Abstract

Syngeneic graft-versus-host disease (SGVHD) develops following lethal irradiation, reconstitution with syngeneic bone marrow (BM) and treatment with a 21 day course of the immunosuppressive agent cyclosporine A (CsA). Clinical symptoms of SGVHD appear 2–3 weeks post-CsA with inflammation occurring in the colon and liver. Previously we have demonstrated that CD4 + T cells and a T helper cell type 1 cytokine response (T H1) are involved in the development of SGVHD associated intestinal inflammation. Studies have recently discovered an additional T cell lineage that produces IL-17 and is termed T H17. It has been suggested that inflammatory bowel disease is a result of a T H17 response rather than a T H1 response. This study was designed to investigate T H17 involvement in SGVHD-associated colitis. Following induction of SGVHD, the levels of T H17 and T H1 cytokine mRNA and protein were measured in control and SGVHD animals.

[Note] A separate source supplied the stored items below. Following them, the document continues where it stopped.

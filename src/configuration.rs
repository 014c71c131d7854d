use config::ConfigError;

/// One hour
pub const DEFAULT_ACCESS_TOKEN_EXPIRY: i64 = 60 * 60;
/// Sixty days
pub const DEFAULT_REFRESH_TOKEN_EXPIRY: i64 = 60 * 24 * 60 * 60;

#[derive(serde::Deserialize, Clone, Debug)]
pub struct Settings {
    pub application: ApplicationSettings,
    pub store: StoreSettings,
    pub jwt: JwtSettings,
    pub polka: PolkaSettings,
}

#[derive(serde::Deserialize, Clone, Debug)]
pub struct ApplicationSettings {
    pub host: String,
    pub port: u16,
    /// Directory served under `/app`
    pub static_dir: String,
}

impl ApplicationSettings {
    pub fn address(&self) -> String {
        format!("{}:{}", self.host, self.port)
    }
}

#[derive(serde::Deserialize, Clone, Debug)]
pub struct StoreSettings {
    /// JSON document holding users, chirps and refresh tokens
    pub path: String,
}

/// JWT authentication settings
#[derive(serde::Deserialize, Clone)]
pub struct JwtSettings {
    pub secret: String,
    pub access_token_expiry: i64,  // seconds
    pub refresh_token_expiry: i64, // seconds
}

impl std::fmt::Debug for JwtSettings {
    fn fmt(&self, f: &mut std::fmt::Formatter<'_>) -> std::fmt::Result {
        f.debug_struct("JwtSettings")
            .field("secret", &"[redacted]")
            .field("access_token_expiry", &self.access_token_expiry)
            .field("refresh_token_expiry", &self.refresh_token_expiry)
            .finish()
    }
}

/// Shared secret for the payment provider's webhook calls
#[derive(serde::Deserialize, Clone)]
pub struct PolkaSettings {
    pub api_key: String,
}

impl std::fmt::Debug for PolkaSettings {
    fn fmt(&self, f: &mut std::fmt::Formatter<'_>) -> std::fmt::Result {
        f.debug_struct("PolkaSettings")
            .field("api_key", &"[redacted]")
            .finish()
    }
}

impl Settings {
    /// Secrets have no usable default and must be supplied.
    pub fn validate(&self) -> Result<(), ConfigError> {
        if self.jwt.secret.trim().is_empty() {
            return Err(ConfigError::Message(
                "jwt.secret is required (set JWT_SECRET)".to_string(),
            ));
        }
        if self.polka.api_key.trim().is_empty() {
            return Err(ConfigError::Message(
                "polka.api_key is required (set POLKA_KEY)".to_string(),
            ));
        }
        if self.jwt.access_token_expiry <= 0 || self.jwt.refresh_token_expiry <= 0 {
            return Err(ConfigError::Message(
                "token expiry values must be positive".to_string(),
            ));
        }
        Ok(())
    }
}

/// Layered configuration, later sources win:
/// defaults, `configuration.{yaml,toml,json}`, `APP_*` environment variables
/// (`__` between sections, e.g. `APP_APPLICATION__PORT`), then `JWT_SECRET`
/// and `POLKA_KEY`. A `.env` file is loaded first if present.
pub fn get_configuration() -> Result<Settings, ConfigError> {
    let _ = dotenvy::dotenv();

    let settings = config::Config::builder()
        .set_default("application.host", "127.0.0.1")?
        .set_default("application.port", 8080_i64)?
        .set_default("application.static_dir", ".")?
        .set_default("store.path", "database.json")?
        .set_default("jwt.secret", "")?
        .set_default("jwt.access_token_expiry", DEFAULT_ACCESS_TOKEN_EXPIRY)?
        .set_default("jwt.refresh_token_expiry", DEFAULT_REFRESH_TOKEN_EXPIRY)?
        .set_default("polka.api_key", "")?
        .add_source(config::File::with_name("configuration").required(false))
        .add_source(
            config::Environment::with_prefix("APP")
                .prefix_separator("_")
                .separator("__"),
        )
        .build()?;

    let mut settings = settings.try_deserialize::<Settings>()?;

    if let Ok(secret) = std::env::var("JWT_SECRET") {
        settings.jwt.secret = secret;
    }
    if let Ok(key) = std::env::var("POLKA_KEY") {
        settings.polka.api_key = key;
    }

    settings.validate()?;
    Ok(settings)
}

In vivo cytokine neutralization was performed to determine the role of the prototypic T H17 cytokine, IL-17, in the disease process. We found that during CsA-induced murine SGVHD there was an increase in both T H17 and T H1 mRNA and cytokines within the colons of diseased mice. The administration of an anti-mouse IL-17A mAb did not alter the course of disease. However, neutralization of IL-17A resulted in an increased production of IL-17F, a related family member, with an overlapping range of effector activities. These results demonstrate that in the pathophysiology of SGVHD, there is a redundancy in the T H17 effector molecules that mediate the development of SGVHD.